A Justiça do Rio Grande do Norte condenou um morador
de Encanto, no Alto Oeste potiguar, pelo crime de maus-tratos a cães e gatos,
praticado na zona rural do município. A sentença foi proferida pelo Tribunal de
Justiça do Rio Grande do Norte, através da 3ª Vara da Comarca de Pau dos
Ferros, em ação penal ajuizada pelo Ministério Público do Rio Grande do
Norte. As informações foram divulgadas nesta segunda-feira (2).
De acordo com a denúncia, os fatos
ocorreram em 8 de novembro de 2024, quando o acusado mantinha 13 cães e seis
gatos amarrados, em condições precárias de higiene, visivelmente magros,
doentes e com feridas pelo corpo, além de
infestação por carrapatos. A situação foi constatada após denúncia recebida
pelas forças de segurança, que se dirigiram ao local e confirmaram os
maus-tratos.
Durante a ação policial, segundo a Justiça, também
foram encontradas aves silvestres mantidas em cativeiro sem autorização legal,
entre elas galos-de-campina, golinho, canto-de-ouro, maria-fita e bigode. No
entanto, conforme destacou a sentença, a conduta relacionada às aves
foi objeto de procedimento próprio e não integrou o julgamento desta ação
penal, que se restringiu ao crime de maus-tratos contra cães e gatos.
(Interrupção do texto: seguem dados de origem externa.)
// SPDX-License-Identifier: MIT
// Copyright 2026 Roland Dreier <roland@rolandd.dev>

//! Services module - business logic layer.

pub mod identity;
pub mod reconcile;
pub mod session;

pub use identity::{GoTrueAdminClient, IdentityError, IdentityProvider, MemoryIdentityProvider};
pub use reconcile::{ReconcileError, ReconciliationService, RoleUpdate, SyncStatus};
pub use session::{session_user, SessionSource, SessionUser};
// SPDX-License-Identifier: MIT
// Copyright 2026 Roland Dreier <roland@rolandd.dev>

//! External identity provider access.
//!
//! The provider owns sign-in and per-identity metadata. This service only
//! reads identities and mirrors the academy role into their metadata.

pub mod gotrue;
pub mod memory;

pub use gotrue::GoTrueAdminClient;
pub use memory::MemoryIdentityProvider;

use crate::models::identity::{METADATA_NAME, METADATA_ROLE};
use crate::models::{ExternalIdentity, Role};
use async_trait::async_trait;
use serde_json::{Map, Value};

/// Page size used when scanning the directory for an email.
pub const DIRECTORY_PAGE_SIZE: u32 = 50;
/// Upper bound on pages scanned by the default email lookup.
const MAX_DIRECTORY_PAGES: u32 = 200;

/// Identity provider failures.
#[derive(Debug, Clone, PartialEq, thiserror::Error)]
pub enum IdentityError {
    /// The provider answered and has no such identity.
    #[error("Identity not found: {0}")]
    NotFound(String),

    /// The request never produced a usable answer.
    #[error("Identity provider transport error: {0}")]
    Transport(String),

    /// The provider rejected the request.
    #[error("Identity provider API error: {0}")]
    Api(String),
}

/// Administrative view of the identity provider.
#[async_trait]
pub trait IdentityProvider: Send + Sync {
    /// Fetch one identity. A missing identity is `IdentityError::NotFound`.
    async fn get_by_id(&self, provider_id: &str) -> Result<ExternalIdentity, IdentityError>;

    /// One page of the directory, 1-indexed.
    async fn list_page(
        &self,
        page: u32,
        per_page: u32,
    ) -> Result<Vec<ExternalIdentity>, IdentityError>;

    /// Find the identity registered under `email`.
    ///
    /// The default pages through [`IdentityProvider::list_page`] and stops
    /// at the first match or a short page. Providers with an indexed email
    /// lookup should override it.
    async fn find_by_email(&self, email: &str) -> Result<Option<ExternalIdentity>, IdentityError> {
        for page in 1..=MAX_DIRECTORY_PAGES {
            let batch = self.list_page(page, DIRECTORY_PAGE_SIZE).await?;
            let short_page = batch.len() < DIRECTORY_PAGE_SIZE as usize;

            if let Some(found) = batch.into_iter().find(|identity| {
                identity
                    .email
                    .as_deref()
                    .is_some_and(|e| e.eq_ignore_ascii_case(email))
            }) {
                return Ok(Some(found));
            }
            if short_page {
                return Ok(None);
            }
        }

        tracing::warn!(
            pages = MAX_DIRECTORY_PAGES,
            "Directory scan hit page limit without finding email"
        );
        Ok(None)
    }

    /// Replace an identity's metadata object.
    async fn update_metadata(
        &self,
        provider_id: &str,
        metadata: Map<String, Value>,
    ) -> Result<ExternalIdentity, IdentityError>;
}

/// Build the metadata to write back after a role change.
///
/// Starts from the metadata just read, keeps unrelated keys, sets `role`,
/// and sets `name` from the user record. Without a record name the existing
/// `name` stays as it was.
pub fn merge_metadata(
    existing: &Map<String, Value>,
    role: Role,
    display_name: Option<&str>,
) -> Map<String, Value> {
    let mut merged = existing.clone();
    merged.insert(
        METADATA_ROLE.to_string(),
        Value::String(role.as_str().to_string()),
    );
    if let Some(name) = display_name {
        merged.insert(METADATA_NAME.to_string(), Value::String(name.to_string()));
    }
    merged
}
Na fundamentação da decisão, o juiz Edilson Chaves de
Freitas ressaltou que a materialidade e a autoria do crime ficaram amplamente
comprovadas por meio de boletim de ocorrência, laudo pericial, fotografias,
vídeos e depoimentos colhidos durante a instrução processual. Testemunhas
relataram que o ambiente era extremamente insalubre e que os animais se
encontravam em situação de evidente sofrimento físico e abandono.
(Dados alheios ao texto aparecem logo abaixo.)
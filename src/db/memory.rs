// SPDX-License-Identifier: MIT
// Copyright 2026 Roland Dreier <roland@rolandd.dev>

//! In-process store for tests and database-less local runs.
//!
//! Enforces the same keys as the SQL schema: unique user id, unique
//! non-null email (case-insensitive), and existing program/user references
//! for groups.

use super::{GroupRepository, RepoError, UserRepository};
use crate::models::{
    normalize_email, GroupDetail, GroupPatch, MemberSummary, NewGroup, NewUser, ProfileUpdate,
    ProgramSummary, Role, UserRecord,
};
use async_trait::async_trait;
use chrono::{DateTime, Duration, Utc};
use std::collections::HashMap;
use std::sync::{Mutex, MutexGuard};

#[derive(Debug, Clone)]
struct StoredGroup {
    id: String,
    name: String,
    description: Option<String>,
    program_id: Option<String>,
    member_ids: Vec<String>,
    created_at: DateTime<Utc>,
    updated_at: DateTime<Utc>,
}

#[derive(Default)]
struct Inner {
    users: HashMap<String, UserRecord>,
    programs: HashMap<String, ProgramSummary>,
    groups: HashMap<String, StoredGroup>,
    last_timestamp: Option<DateTime<Utc>>,
}

impl Inner {
    /// Strictly increasing timestamps, so creation order is never a tie.
    fn now(&mut self) -> DateTime<Utc> {
        let mut now = Utc::now();
        if let Some(last) = self.last_timestamp {
            if now <= last {
                now = last + Duration::microseconds(1);
            }
        }
        self.last_timestamp = Some(now);
        now
    }

    /// `email` must already be normalized.
    fn email_owner(&self, email: &str) -> Option<&UserRecord> {
        self.users
            .values()
            .find(|u| u.email.as_deref() == Some(email))
    }

    fn check_references(
        &self,
        program_id: Option<&str>,
        member_ids: &[String],
    ) -> Result<(), RepoError> {
        if let Some(program_id) = program_id {
            if !self.programs.contains_key(program_id) {
                return Err(RepoError::InvalidReference(format!(
                    "program {}",
                    program_id
                )));
            }
        }
        if let Some(missing) = member_ids.iter().find(|id| !self.users.contains_key(*id)) {
            return Err(RepoError::InvalidReference(format!("user {}", missing)));
        }
        Ok(())
    }

    fn detail(&self, group: &StoredGroup) -> GroupDetail {
        let mut members: Vec<MemberSummary> = group
            .member_ids
            .iter()
            .filter_map(|id| self.users.get(id))
            .map(|u| MemberSummary {
                id: u.id.clone(),
                name: u.display_name.clone(),
                student_name: u.student_alias.clone(),
                email: u.email.clone(),
            })
            .collect();
        // Named members first, then by id.
        members.sort_by(|a, b| {
            (a.name.is_none(), &a.name, &a.id).cmp(&(b.name.is_none(), &b.name, &b.id))
        });

        GroupDetail {
            id: group.id.clone(),
            name: group.name.clone(),
            description: group.description.clone(),
            program_id: group.program_id.clone(),
            program: group
                .program_id
                .as_ref()
                .and_then(|id| self.programs.get(id))
                .cloned(),
            members,
            created_at: group.created_at,
            updated_at: group.updated_at,
        }
    }
}

/// Mutex-guarded maps behind the repository traits.
#[derive(Default)]
pub struct MemoryStore {
    inner: Mutex<Inner>,
}

impl MemoryStore {
    pub fn new() -> Self {
        Self::default()
    }

    fn lock(&self) -> Result<MutexGuard<'_, Inner>, RepoError> {
        self.inner
            .lock()
            .map_err(|_| RepoError::Store("memory store lock poisoned".to_string()))
    }

    /// Register a program so groups can reference it.
    pub fn insert_program(
        &self,
        id: impl Into<String>,
        title: impl Into<String>,
    ) -> Result<ProgramSummary, RepoError> {
        let program = ProgramSummary {
            id: id.into(),
            title: title.into(),
        };
        self.lock()?
            .programs
            .insert(program.id.clone(), program.clone());
        Ok(program)
    }

    /// Number of stored users.
    pub fn user_count(&self) -> Result<usize, RepoError> {
        Ok(self.lock()?.users.len())
    }
}

// ─── User Operations ─────────────────────────────────────────

#[async_trait]
impl UserRepository for MemoryStore {
    async fn find_by_id(&self, id: &str) -> Result<Option<UserRecord>, RepoError> {
        Ok(self.lock()?.users.get(id).cloned())
    }

    async fn find_by_email(&self, email: &str) -> Result<Option<UserRecord>, RepoError> {
        Ok(self.lock()?.email_owner(&normalize_email(email)).cloned())
    }

    async fn create(&self, user: NewUser) -> Result<UserRecord, RepoError> {
        let mut inner = self.lock()?;

        if inner.users.contains_key(&user.id) {
            return Err(RepoError::Conflict(format!("id {} already exists", user.id)));
        }
        let email = user.email.as_deref().map(normalize_email);
        if let Some(email) = email.as_deref() {
            if inner.email_owner(email).is_some() {
                return Err(RepoError::Conflict(format!("email {} already exists", email)));
            }
        }

        let record = UserRecord {
            id: user.id,
            email,
            display_name: user.display_name,
            student_alias: user.student_alias,
            role: user.role,
            created_at: inner.now(),
        };
        inner.users.insert(record.id.clone(), record.clone());
        Ok(record)
    }

    async fn update_id(&self, old_id: &str, new_id: &str) -> Result<UserRecord, RepoError> {
        let mut inner = self.lock()?;

        if old_id == new_id {
            return inner
                .users
                .get(old_id)
                .cloned()
                .ok_or_else(|| RepoError::NotFound(format!("user {}", old_id)));
        }
        if inner.users.contains_key(new_id) {
            return Err(RepoError::Conflict(format!("id {} already exists", new_id)));
        }

        let mut record = inner
            .users
            .remove(old_id)
            .ok_or_else(|| RepoError::NotFound(format!("user {}", old_id)))?;
        record.id = new_id.to_string();
        inner.users.insert(record.id.clone(), record.clone());

        // Memberships follow the key change.
        for group in inner.groups.values_mut() {
            for member in group.member_ids.iter_mut().filter(|m| m.as_str() == old_id) {
                *member = new_id.to_string();
            }
        }

        Ok(record)
    }

    async fn update_role(&self, id: &str, role: Role) -> Result<UserRecord, RepoError> {
        let mut inner = self.lock()?;
        let record = inner
            .users
            .get_mut(id)
            .ok_or_else(|| RepoError::NotFound(format!("user {}", id)))?;
        record.role = role;
        Ok(record.clone())
    }

    async fn update_profile(
        &self,
        id: &str,
        update: ProfileUpdate,
    ) -> Result<UserRecord, RepoError> {
        let mut inner = self.lock()?;
        let record = inner
            .users
            .get_mut(id)
            .ok_or_else(|| RepoError::NotFound(format!("user {}", id)))?;
        if let Some(name) = update.display_name {
            record.display_name = Some(name);
        }
        if let Some(alias) = update.student_alias {
            record.student_alias = alias;
        }
        if let Some(role) = update.role {
            record.role = role;
        }
        Ok(record.clone())
    }

    async fn list(&self) -> Result<Vec<UserRecord>, RepoError> {
        let mut users: Vec<UserRecord> = self.lock()?.users.values().cloned().collect();
        users.sort_by(|a, b| b.created_at.cmp(&a.created_at).then_with(|| a.id.cmp(&b.id)));
        Ok(users)
    }
}

// ─── Group Operations ────────────────────────────────────────

#[async_trait]
impl GroupRepository for MemoryStore {
    async fn list_groups(&self) -> Result<Vec<GroupDetail>, RepoError> {
        let inner = self.lock()?;
        let mut groups: Vec<&StoredGroup> = inner.groups.values().collect();
        groups.sort_by(|a, b| b.created_at.cmp(&a.created_at).then_with(|| a.id.cmp(&b.id)));
        Ok(groups.into_iter().map(|g| inner.detail(g)).collect())
    }

    async fn find_group(&self, id: &str) -> Result<Option<GroupDetail>, RepoError> {
        let inner = self.lock()?;
        Ok(inner.groups.get(id).map(|g| inner.detail(g)))
    }

    async fn create_group(&self, group: NewGroup) -> Result<GroupDetail, RepoError> {
        let mut inner = self.lock()?;
        inner.check_references(group.program_id.as_deref(), &group.member_ids)?;

        let now = inner.now();
        let stored = StoredGroup {
            id: uuid::Uuid::new_v4().to_string(),
            name: group.name,
            description: group.description,
            program_id: group.program_id,
            member_ids: group.member_ids,
            created_at: now,
            updated_at: now,
        };
        let detail = inner.detail(&stored);
        inner.groups.insert(stored.id.clone(), stored);
        Ok(detail)
    }

    async fn update_group(&self, id: &str, patch: GroupPatch) -> Result<GroupDetail, RepoError> {
        let mut inner = self.lock()?;

        let mut group = inner
            .groups
            .get(id)
            .cloned()
            .ok_or_else(|| RepoError::NotFound(format!("group {}", id)))?;

        if let Some(name) = patch.name {
            group.name = name;
        }
        if let Some(description) = patch.description {
            group.description = description;
        }
        if let Some(program_id) = patch.program_id {
            group.program_id = program_id;
        }
        if let Some(member_ids) = patch.member_ids {
            group.member_ids = member_ids;
        }
        inner.check_references(group.program_id.as_deref(), &group.member_ids)?;
        group.updated_at = inner.now();

        let detail = inner.detail(&group);
        inner.groups.insert(group.id.clone(), group);
        Ok(detail)
    }

    async fn delete_group(&self, id: &str) -> Result<(), RepoError> {
        self.lock()?
            .groups
            .remove(id)
            .map(|_| ())
            .ok_or_else(|| RepoError::NotFound(format!("group {}", id)))
    }

    async fn find_program(&self, id: &str) -> Result<Option<ProgramSummary>, RepoError> {
        Ok(self.lock()?.programs.get(id).cloned())
    }
}

#[cfg(test)]
mod tests {
    use super::*;

    fn new_user(id: &str, email: Option<&str>) -> NewUser {
        NewUser {
            id: id.to_string(),
            email: email.map(str::to_string),
            display_name: Some(format!("User {}", id)),
            student_alias: None,
            role: Role::Member,
        }
    }

    #[tokio::test]
    async fn test_create_rejects_duplicate_email() {
        let store = MemoryStore::new();
        store.create(new_user("a", Some("a@x.com"))).await.unwrap();

        let err = store.create(new_user("b", Some("a@x.com"))).await.unwrap_err();
        assert!(matches!(err, RepoError::Conflict(_)));
        assert_eq!(store.user_count().unwrap(), 1);
    }

    #[tokio::test]
    async fn test_email_keys_ignore_case() {
        let store = MemoryStore::new();
        let created = store.create(new_user("old1", Some(" A@X.com"))).await.unwrap();
        assert_eq!(created.email.as_deref(), Some("a@x.com"));

        let found = store.find_by_email("a@X.COM").await.unwrap().unwrap();
        assert_eq!(found.id, "old1");

        let err = store.create(new_user("abc", Some("a@x.com"))).await.unwrap_err();
        assert!(matches!(err, RepoError::Conflict(_)));
    }

    #[tokio::test]
    async fn test_update_profile_applies_role_with_fields() {
        let store = MemoryStore::new();
        store.create(new_user("a", None)).await.unwrap();

        let updated = store
            .update_profile(
                "a",
                ProfileUpdate {
                    display_name: Some("Ana".to_string()),
                    role: Some(Role::Coach),
                    ..Default::default()
                },
            )
            .await
            .unwrap();
        assert_eq!(updated.display_name.as_deref(), Some("Ana"));
        assert_eq!(updated.role, Role::Coach);
    }

    #[tokio::test]
    async fn test_users_without_email_do_not_collide() {
        let store = MemoryStore::new();
        store.create(new_user("a", None)).await.unwrap();
        store.create(new_user("b", None)).await.unwrap();
        assert_eq!(store.user_count().unwrap(), 2);
    }

    #[tokio::test]
    async fn test_update_id_moves_group_membership() {
        let store = MemoryStore::new();
        store.create(new_user("old1", Some("a@x.com"))).await.unwrap();
        let group = store
            .create_group(NewGroup {
                name: "Juniors".to_string(),
                description: None,
                program_id: None,
                member_ids: vec!["old1".to_string()],
            })
            .await
            .unwrap();

        store.update_id("old1", "abc").await.unwrap();

        let group = store.find_group(&group.id).await.unwrap().unwrap();
        assert_eq!(group.members.len(), 1);
        assert_eq!(group.members[0].id, "abc");
        assert!(store.find_by_id("old1").await.unwrap().is_none());
    }

    #[tokio::test]
    async fn test_update_id_conflict_leaves_record_untouched() {
        let store = MemoryStore::new();
        store.create(new_user("old1", Some("a@x.com"))).await.unwrap();
        store.create(new_user("abc", None)).await.unwrap();

        let err = store.update_id("old1", "abc").await.unwrap_err();
        assert!(matches!(err, RepoError::Conflict(_)));
        assert!(store.find_by_id("old1").await.unwrap().is_some());
    }

    #[tokio::test]
    async fn test_group_requires_existing_program() {
        let store = MemoryStore::new();
        let err = store
            .create_group(NewGroup {
                name: "Seniors".to_string(),
                description: None,
                program_id: Some("missing".to_string()),
                member_ids: vec![],
            })
            .await
            .unwrap_err();
        assert!(matches!(err, RepoError::InvalidReference(_)));
    }

    #[tokio::test]
    async fn test_update_group_clears_program() {
        let store = MemoryStore::new();
        store.insert_program("p1", "Opening repertoire").unwrap();
        let group = store
            .create_group(NewGroup {
                name: "Club".to_string(),
                description: Some("Saturday".to_string()),
                program_id: Some("p1".to_string()),
                member_ids: vec![],
            })
            .await
            .unwrap();
        assert_eq!(group.program.as_ref().unwrap().title, "Opening repertoire");

        let updated = store
            .update_group(
                &group.id,
                GroupPatch {
                    program_id: Some(None),
                    ..Default::default()
                },
            )
            .await
            .unwrap();
        assert!(updated.program.is_none());
        assert_eq!(updated.description.as_deref(), Some("Saturday"));
    }
}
Ao analisar o caso, o magistrado destacou que a
conduta do réu se enquadra no artigo 32, §1º-A, da Lei nº 9.605/1998 (Lei
de Crimes Ambientais), que prevê pena mais grave quando o crime de maus-tratos
envolve cães e gatos. Segundo a sentença, o acusado violou o dever legal de
guarda e proteção dos animais sob sua responsabilidade, submetendo-os a
condições incompatíveis com o bem-estar e a dignidade animal.
Considerando os antecedentes criminais do réu e a
reincidência, a Justiça fixou a pena definitiva em 2 anos, 7 meses e 15 dias de
reclusão, além de 12 dias-multa, a ser cumprida em regime inicial semiaberto. O
juiz também negou a substituição da pena privativa de liberdade por penas
restritivas de direitos, por não estarem preenchidos os requisitos legais.